## What is Signac?

Signac is an extension of Seurat for the analysis of single-cell chromatin data (DNA-based single-cell assays). We have extended the Seurat object to include information about the genome sequence and genomic coordinates of sequenced fragments per cell, and include functions needed for the analysis of single-cell chromatin data.

## How do I interact with the object?

Signac uses the Seurat object structure, and so all the Seurat commands can be used when analysing data with Signac. See the Data Structures and Object Interaction vignette for an explanation of the classes defined in Signac and how to use them. See the Seurat documentation for more information about the Seurat object: https://satijalab.org/seurat/

## How do I merge objects with Signac?

See the merge and integration vignettes for information on combining multiple single-cell chromatin datasets.

## How can I create a fragment file for my dataset?

The fragment file is provided in the output of cellranger-atac, so if you use the 10x Genomics scATAC-seq kit and process the data using Cellranger you will have a fragment file generated.

If you are using another method that does not provide a fragment file as output, you can use the sinto package to generate a fragment file from the BAM file. See here for more information on using Sinto to generate a fragment file: https://timoast.github.io/sinto/basic_usage.html#create-scatac-seq-fragments-file

## How should I decide on the number of dimensions to use?
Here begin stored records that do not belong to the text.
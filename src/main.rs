//! # Tello Bridge
//!
//! Fly a small UDP-controlled quadcopter with a gamepad.
//!
//! This application bridges gamepad inputs to the vehicle's ASCII command
//! interface over Wi-Fi.

use anyhow::{Context, Result};
use clap::Parser;
use std::net::SocketAddr;
use std::path::PathBuf;
use std::sync::Arc;
use tracing::{info, warn};

use tello_bridge::bridge::{Bridge, BridgeSettings};
use tello_bridge::command::protocol::Command;
use tello_bridge::config::Config;
use tello_bridge::controller;
use tello_bridge::controller::translator::CommandTranslator;
use tello_bridge::link::{Console, Session, UdpTransport};

/// Command-line arguments
#[derive(Parser, Debug)]
#[command(name = "tello-bridge", version, about = "Fly a Tello-style UDP drone with a gamepad")]
struct Args {
    /// TOML configuration file
    #[arg(short, long)]
    config: Option<PathBuf>,

    /// Vehicle endpoint, overrides the configuration
    #[arg(long, value_name = "IP:PORT")]
    remote: Option<SocketAddr>,

    /// Local UDP port, overrides the configuration
    #[arg(long, value_name = "PORT")]
    local_port: Option<u16>,
}

impl Args {
    /// Load the configuration file (or defaults) and apply overrides
    fn load_config(&self) -> Result<Config> {
        let mut config = match &self.config {
            Some(path) => Config::load(path)
                .with_context(|| format!("Failed to load configuration from {}", path.display()))?,
            None => Config::default(),
        };

        if let Some(remote) = self.remote {
            config.connection.remote_host = remote.ip().to_string();
            config.connection.remote_port = remote.port();
        }
        if let Some(port) = self.local_port {
            config.connection.local_port = port;
        }

        config.validate().context("Invalid configuration")?;
        Ok(config)
    }
}

/// Main entry point for Tello Bridge
///
/// # Control Flow
///
/// 1. **Initialization**
///    - Set up logging with a non-blocking stderr writer
///    - Load configuration and apply command-line overrides
///    - Open the first gamepad (`gilrs`, then evdev)
///
/// 2. **Connection**
///    - Bind the local UDP port and handshake with the vehicle
///    - Start the receiver task printing status lines
///    - Send the configured cruise speed, if any
///
/// 3. **Main Loop**
///    - Poll the gamepad, translate and send commands every tick
///    - Re-detect a lost gamepad; run the failsafe if it stays gone
///    - Handle Ctrl+C by landing
///
/// 4. **Shutdown**
///    - Stop the receiver task, wait for it, release the socket
///
/// # Errors
///
/// Returns error (exit status 1) if:
/// - No gamepad is found
/// - The vehicle does not answer the handshake
/// - The gamepad was lost for good
/// - The receiver task failed
#[tokio::main]
async fn main() -> Result<()> {
    // Diagnostics go to stderr; stdout is the operator console
    let (writer, _guard) = tracing_appender::non_blocking(std::io::stderr());
    tracing_subscriber::fmt()
        .with_env_filter(
            tracing_subscriber::EnvFilter::from_default_env()
                .add_directive(tracing::Level::INFO.into()),
        )
        .with_writer(writer)
        .init();

    info!("Tello Bridge v{} starting...", env!("CARGO_PKG_VERSION"));

    let args = Args::parse();
    let config = args.load_config()?;

    let source = controller::open_input(config.controller.trigger_threshold)
        .context("Could not find any input device. Connect a gamepad and try again.")?;
    info!("Input device: {}", source.name());

    let remote = config.remote_addr()?;
    let transport = UdpTransport::connect(config.local_addr(), remote)
        .await
        .context("Failed to open the UDP socket")?;

    let session = Session::establish(Arc::new(transport), Console::stdout().shared())
        .await
        .context("Could not connect to the vehicle. Make sure the correct Wi-Fi is selected.")?;
    info!("Connected to {}", remote);

    if let Some(speed) = config.vehicle.speed {
        session.sender().send(&Command::Speed(speed)).await;
    }

    let translator = CommandTranslator::with_config(config.axis_calibration(), config.button_map());
    let mut bridge = Bridge::new(
        source,
        translator,
        session.sender().clone(),
        BridgeSettings::from_config(&config),
    );

    info!("Press Ctrl+C to land and exit");
    let outcome = bridge.run().await;
    // Release the bridge's handle on the socket before teardown
    drop(bridge);

    let closed = session.close().await;
    if let Err(e) = &closed {
        warn!("Receiver ended with an error: {}", e);
    }

    outcome.context("Flight ended by the failsafe")?;
    closed.context("Lost the connection to the vehicle")?;

    info!("Tello Bridge stopped");
    Ok(())
}
//! # Command Protocol Module
//!
//! The vehicle's plain-text UDP command set.
//!
//! This module handles:
//! - Command vocabulary (`takeoff`, `land`, `rc ...`, ...)
//! - Wire encoding (ASCII, no terminator)
//! - Connection constants and the handshake schedule

pub mod protocol;
pub mod encoder;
Choosing the dimensionality is a general problem in single-cell analysis for which there is no simple solution. There has been discussion about this for scRNA-seq, and you can read our recommendations for scRNA-seq in the Seurat vignettes: https://satijalab.org/seurat/v3.1/pbmc3k_tutorial.html (see “Determine the ‘dimensionality’ of the dataset”).

Here are some general tips/suggestions that might help guide you in the choice for number of dimensions:

• the number of dimensions needed will generally scale with the size and complexity of the dataset
• you can try varying the number of dimensions used and observing how the resulting clusters or UMAP changes
• it is usually better to choose values that are higher rather than too low
• having a good understanding of the biology will help a lot in knowing whether the clusters make sense, or if the dimensionality might be too high/low

## An annotation or genome sequence for my organism is not available on Bioconductor, what do I do?

If you are studying an organism that does not have a BSgenome genome package or EnsDB annotation package available on BioConductor, you can still use your own GTF file or FASTA files with Signac.

To create your own BSgenome data package, see this vignette.

To use a GTF file, you can import it using rtracklayer, for example:

gtf <- rtracklayer::import('genes.gtf')
gene.coords <- gtf[gtf\$type == 'gene']
seqlevelsStyle(gene.coords) <- 'UCSC'
gene.coords <- keepStandardChromosomes(gene.coords, pruning.mode = 'coarse')

## How should I cite Signac?

If you use Signac, please cite Stuart et al., 2020:

@UNPUBLISHED{signac,
title    = "Multimodal single-cell chromatin analysis with Signac",
author   = "Stuart, Tim and Srivastava, Avi and Lareau, Caleb and Satija,
Rahul",
journal  = "bioRxiv",
pages    = "2020.11.09.373613",
month    =  nov,
year     =  2020,
url      = "https://www.biorxiv.org/content/10.1101/2020.11.09.373613v1",
language = "en"
}

Signac is an extension of Seurat, and uses the Seurat object structure, so you should consider citing the Seurat paper if you have used Signac.